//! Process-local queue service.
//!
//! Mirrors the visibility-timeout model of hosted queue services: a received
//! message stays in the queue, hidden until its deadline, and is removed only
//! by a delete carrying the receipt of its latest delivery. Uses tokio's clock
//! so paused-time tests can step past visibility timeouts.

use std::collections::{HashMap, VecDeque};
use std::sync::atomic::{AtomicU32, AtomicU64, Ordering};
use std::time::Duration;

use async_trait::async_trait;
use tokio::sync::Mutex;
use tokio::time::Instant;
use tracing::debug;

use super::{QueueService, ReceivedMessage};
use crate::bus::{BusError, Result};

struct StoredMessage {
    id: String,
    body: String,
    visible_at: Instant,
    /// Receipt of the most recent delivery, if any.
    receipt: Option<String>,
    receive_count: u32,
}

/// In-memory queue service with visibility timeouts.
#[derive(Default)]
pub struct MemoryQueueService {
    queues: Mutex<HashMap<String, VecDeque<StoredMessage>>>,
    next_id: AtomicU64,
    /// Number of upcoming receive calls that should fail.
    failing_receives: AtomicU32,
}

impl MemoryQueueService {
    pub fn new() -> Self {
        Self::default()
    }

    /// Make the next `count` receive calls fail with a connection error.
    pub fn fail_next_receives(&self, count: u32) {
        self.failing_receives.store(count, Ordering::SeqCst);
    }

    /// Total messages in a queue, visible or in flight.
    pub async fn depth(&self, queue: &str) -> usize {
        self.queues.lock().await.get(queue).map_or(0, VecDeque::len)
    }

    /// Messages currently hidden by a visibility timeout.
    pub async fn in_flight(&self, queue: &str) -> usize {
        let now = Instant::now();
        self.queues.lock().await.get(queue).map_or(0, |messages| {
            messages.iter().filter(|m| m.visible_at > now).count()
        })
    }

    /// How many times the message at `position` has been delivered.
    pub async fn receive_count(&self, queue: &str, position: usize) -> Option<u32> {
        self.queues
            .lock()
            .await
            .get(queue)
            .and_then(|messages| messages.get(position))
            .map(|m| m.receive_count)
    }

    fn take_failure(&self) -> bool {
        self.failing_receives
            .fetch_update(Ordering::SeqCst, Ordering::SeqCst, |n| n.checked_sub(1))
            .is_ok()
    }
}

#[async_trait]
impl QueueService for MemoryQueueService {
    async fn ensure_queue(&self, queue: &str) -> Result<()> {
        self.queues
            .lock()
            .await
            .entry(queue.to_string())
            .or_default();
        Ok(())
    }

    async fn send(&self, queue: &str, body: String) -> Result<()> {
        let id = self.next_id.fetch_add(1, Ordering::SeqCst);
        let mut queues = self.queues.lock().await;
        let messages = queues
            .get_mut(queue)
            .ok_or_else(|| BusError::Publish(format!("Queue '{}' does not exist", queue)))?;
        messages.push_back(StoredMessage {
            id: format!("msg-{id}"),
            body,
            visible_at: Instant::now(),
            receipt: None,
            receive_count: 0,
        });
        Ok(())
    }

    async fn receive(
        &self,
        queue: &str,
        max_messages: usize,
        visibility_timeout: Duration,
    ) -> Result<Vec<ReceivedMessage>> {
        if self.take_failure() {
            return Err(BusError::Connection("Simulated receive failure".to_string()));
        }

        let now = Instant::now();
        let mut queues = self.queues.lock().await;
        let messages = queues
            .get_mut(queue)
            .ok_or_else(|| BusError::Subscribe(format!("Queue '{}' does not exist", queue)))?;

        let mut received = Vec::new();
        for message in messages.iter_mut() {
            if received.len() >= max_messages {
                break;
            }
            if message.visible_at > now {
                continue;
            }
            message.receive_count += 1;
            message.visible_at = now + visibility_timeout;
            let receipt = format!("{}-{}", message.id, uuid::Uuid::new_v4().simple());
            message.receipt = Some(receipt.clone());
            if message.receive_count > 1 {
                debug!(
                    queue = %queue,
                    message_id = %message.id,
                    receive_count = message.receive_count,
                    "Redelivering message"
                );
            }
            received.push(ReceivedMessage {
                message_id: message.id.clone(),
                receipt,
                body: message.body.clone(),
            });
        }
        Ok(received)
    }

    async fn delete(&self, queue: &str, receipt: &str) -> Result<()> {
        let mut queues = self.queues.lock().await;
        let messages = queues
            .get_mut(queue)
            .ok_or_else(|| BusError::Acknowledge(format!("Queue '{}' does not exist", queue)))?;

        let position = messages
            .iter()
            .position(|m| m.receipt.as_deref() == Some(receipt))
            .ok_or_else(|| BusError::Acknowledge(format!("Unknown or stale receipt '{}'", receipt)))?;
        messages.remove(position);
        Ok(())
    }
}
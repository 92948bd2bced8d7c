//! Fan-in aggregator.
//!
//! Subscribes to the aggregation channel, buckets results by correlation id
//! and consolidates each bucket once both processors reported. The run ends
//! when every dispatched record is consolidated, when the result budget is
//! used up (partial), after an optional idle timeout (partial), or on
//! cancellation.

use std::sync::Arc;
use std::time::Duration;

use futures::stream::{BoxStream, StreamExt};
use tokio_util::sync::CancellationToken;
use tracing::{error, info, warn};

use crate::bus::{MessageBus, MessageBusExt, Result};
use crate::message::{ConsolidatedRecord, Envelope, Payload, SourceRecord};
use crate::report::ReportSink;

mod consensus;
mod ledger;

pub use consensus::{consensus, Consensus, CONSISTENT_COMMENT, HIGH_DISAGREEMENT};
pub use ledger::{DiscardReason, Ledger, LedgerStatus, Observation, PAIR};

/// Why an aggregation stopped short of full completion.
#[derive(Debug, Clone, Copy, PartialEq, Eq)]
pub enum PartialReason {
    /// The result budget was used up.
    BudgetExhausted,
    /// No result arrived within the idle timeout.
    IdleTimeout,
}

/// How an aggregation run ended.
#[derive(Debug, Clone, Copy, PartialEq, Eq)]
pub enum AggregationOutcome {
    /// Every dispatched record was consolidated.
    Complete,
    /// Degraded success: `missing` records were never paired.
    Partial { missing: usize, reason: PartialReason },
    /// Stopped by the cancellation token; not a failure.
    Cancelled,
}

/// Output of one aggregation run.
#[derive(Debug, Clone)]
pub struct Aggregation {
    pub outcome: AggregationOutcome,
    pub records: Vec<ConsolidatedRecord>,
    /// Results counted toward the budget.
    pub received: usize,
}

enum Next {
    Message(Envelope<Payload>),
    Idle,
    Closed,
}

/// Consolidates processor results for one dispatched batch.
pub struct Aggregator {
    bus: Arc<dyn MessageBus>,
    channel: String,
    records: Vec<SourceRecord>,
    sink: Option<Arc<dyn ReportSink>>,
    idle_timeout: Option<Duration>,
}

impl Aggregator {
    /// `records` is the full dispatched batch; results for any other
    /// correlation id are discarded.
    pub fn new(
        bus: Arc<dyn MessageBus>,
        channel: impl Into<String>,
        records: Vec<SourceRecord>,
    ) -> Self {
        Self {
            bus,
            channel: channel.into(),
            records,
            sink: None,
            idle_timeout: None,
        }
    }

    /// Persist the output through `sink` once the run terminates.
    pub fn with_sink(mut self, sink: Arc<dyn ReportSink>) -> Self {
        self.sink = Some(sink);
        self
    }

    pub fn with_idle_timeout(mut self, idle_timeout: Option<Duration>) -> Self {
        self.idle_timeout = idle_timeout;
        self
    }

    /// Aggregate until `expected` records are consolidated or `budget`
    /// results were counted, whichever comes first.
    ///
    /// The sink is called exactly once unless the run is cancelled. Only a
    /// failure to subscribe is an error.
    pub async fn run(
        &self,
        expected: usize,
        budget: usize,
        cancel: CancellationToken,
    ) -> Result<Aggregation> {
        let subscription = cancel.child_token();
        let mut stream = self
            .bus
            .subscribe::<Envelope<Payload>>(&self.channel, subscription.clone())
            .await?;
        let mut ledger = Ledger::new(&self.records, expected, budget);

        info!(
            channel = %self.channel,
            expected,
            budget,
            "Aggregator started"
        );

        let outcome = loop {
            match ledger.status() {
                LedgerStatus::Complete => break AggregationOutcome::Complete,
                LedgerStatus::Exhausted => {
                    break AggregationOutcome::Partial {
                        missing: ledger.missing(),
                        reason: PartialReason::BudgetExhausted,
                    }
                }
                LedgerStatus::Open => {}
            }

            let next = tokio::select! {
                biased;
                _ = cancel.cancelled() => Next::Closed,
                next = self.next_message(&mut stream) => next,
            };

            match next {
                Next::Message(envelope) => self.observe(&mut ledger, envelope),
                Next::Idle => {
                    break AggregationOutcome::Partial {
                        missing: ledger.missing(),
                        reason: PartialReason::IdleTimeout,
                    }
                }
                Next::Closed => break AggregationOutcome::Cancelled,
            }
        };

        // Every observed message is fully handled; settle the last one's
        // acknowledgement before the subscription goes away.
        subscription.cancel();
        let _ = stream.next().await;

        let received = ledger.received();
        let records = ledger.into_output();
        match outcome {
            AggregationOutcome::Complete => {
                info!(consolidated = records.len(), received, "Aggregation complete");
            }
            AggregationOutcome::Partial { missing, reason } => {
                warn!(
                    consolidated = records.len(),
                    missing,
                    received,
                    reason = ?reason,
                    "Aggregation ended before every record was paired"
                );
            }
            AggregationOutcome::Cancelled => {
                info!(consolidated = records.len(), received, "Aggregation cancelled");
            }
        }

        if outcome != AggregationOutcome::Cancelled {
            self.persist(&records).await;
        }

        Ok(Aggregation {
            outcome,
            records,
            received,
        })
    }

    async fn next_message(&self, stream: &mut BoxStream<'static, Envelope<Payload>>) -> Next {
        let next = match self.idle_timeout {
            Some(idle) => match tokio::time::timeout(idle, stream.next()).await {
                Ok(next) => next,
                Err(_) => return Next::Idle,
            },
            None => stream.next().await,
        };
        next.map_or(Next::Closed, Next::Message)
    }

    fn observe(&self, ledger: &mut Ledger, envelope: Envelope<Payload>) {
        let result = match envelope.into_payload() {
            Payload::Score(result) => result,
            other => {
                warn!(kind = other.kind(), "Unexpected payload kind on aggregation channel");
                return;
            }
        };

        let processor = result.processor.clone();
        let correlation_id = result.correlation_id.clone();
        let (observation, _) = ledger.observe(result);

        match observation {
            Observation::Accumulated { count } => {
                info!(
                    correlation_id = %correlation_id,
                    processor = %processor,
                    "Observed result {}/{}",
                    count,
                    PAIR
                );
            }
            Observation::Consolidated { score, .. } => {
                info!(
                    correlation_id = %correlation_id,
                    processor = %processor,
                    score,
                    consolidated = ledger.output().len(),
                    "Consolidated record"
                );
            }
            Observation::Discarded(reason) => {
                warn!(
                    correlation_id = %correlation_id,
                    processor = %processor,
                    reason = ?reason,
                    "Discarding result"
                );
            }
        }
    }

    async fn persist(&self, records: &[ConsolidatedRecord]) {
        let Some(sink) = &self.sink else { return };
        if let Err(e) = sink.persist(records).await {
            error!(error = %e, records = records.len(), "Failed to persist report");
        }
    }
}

Brief:
What you output must be the lines from the opening of the material above up to and including the line with "pub async fn depth(&self, queue: &str)", reproduced exactly.

Written solution:
//! Process-local queue service.
//!
//! Mirrors the visibility-timeout model of hosted queue services: a received
//! message stays in the queue, hidden until its deadline, and is removed only
//! by a delete carrying the receipt of its latest delivery. Uses tokio's clock
//! so paused-time tests can step past visibility timeouts.

use std::collections::{HashMap, VecDeque};
use std::sync::atomic::{AtomicU32, AtomicU64, Ordering};
use std::time::Duration;

use async_trait::async_trait;
use tokio::sync::Mutex;
use tokio::time::Instant;
use tracing::debug;

use super::{QueueService, ReceivedMessage};
use crate::bus::{BusError, Result};

struct StoredMessage {
    id: String,
    body: String,
    visible_at: Instant,
    /// Receipt of the most recent delivery, if any.
    receipt: Option<String>,
    receive_count: u32,
}

/// In-memory queue service with visibility timeouts.
#[derive(Default)]
pub struct MemoryQueueService {
    queues: Mutex<HashMap<String, VecDeque<StoredMessage>>>,
    next_id: AtomicU64,
    /// Number of upcoming receive calls that should fail.
    failing_receives: AtomicU32,
}

impl MemoryQueueService {
    pub fn new() -> Self {
        Self::default()
    }

    /// Make the next `count` receive calls fail with a connection error.
    pub fn fail_next_receives(&self, count: u32) {
        self.failing_receives.store(count, Ordering::SeqCst);
    }

    /// Total messages in a queue, visible or in flight.
    pub async fn depth(&self, queue: &str) -> usize {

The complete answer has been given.